▸ WHAT YOU NEED TO DO: Determine which lines of the records include the word "Campinas", and copy them.

▸ Data extracted from a collection:
============

use super::*;

#[test]
fn defaults_fill_only_empty_fields() {
    let m = CreativeMetadata {
        price: "R$ 500.000".into(),
        property_type: PropertyType::Apartment,
        ..Default::default()
    }
    .with_defaults();
    assert_eq!(m.price, "R$ 500.000");
    assert_eq!(m.neighborhood, "Bairro");
    assert_eq!(m.city, "Rio Claro");
    assert_eq!(m.parking, "0");
    assert_eq!(m.location_prefix, "APTO NO");
}

#[test]
fn merge_applies_present_fields_and_prefix_from_type() {
    let base = CreativeMetadata {
        city: "Campinas".into(),
        location_prefix: "LOTE NO".into(),
        ..Default::default()
    };
    let merged = base.merged(PartialMetadata {
        neighborhood: Some("Centro".into()),
        city: Some("  ".into()),
        property_type: Some(PropertyType::Apartment),
        ..Default::default()
    });
    assert_eq!(merged.neighborhood, "Centro");
    assert_eq!(merged.city, "Campinas");
    assert_eq!(merged.location_prefix, "APTO NO");
    assert_eq!(base.location_prefix, "LOTE NO");
}

#[test]
fn extractor_json_uses_listing_field_names() {
    let p: PartialMetadata =
        serde_json::from_str(r#"{ "type": "CASA", "negotiation": "ALUGA", "beds": "3" }"#)
            .unwrap();
    assert_eq!(p.property_type, Some(PropertyType::House));
    assert_eq!(p.negotiation, Some(NegotiationType::Rent));
    assert_eq!(p.beds.as_deref(), Some("3"));
}
//! Font loading, measurement and shrink-to-fit.

/// Parley-backed text engine and the [`TextMeasure`](engine::TextMeasure) seam.
pub mod engine;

============

▸ RESULT OF THE EXERCISE:
        city: "Campinas".into(),
    assert_eq!(merged.city, "Campinas");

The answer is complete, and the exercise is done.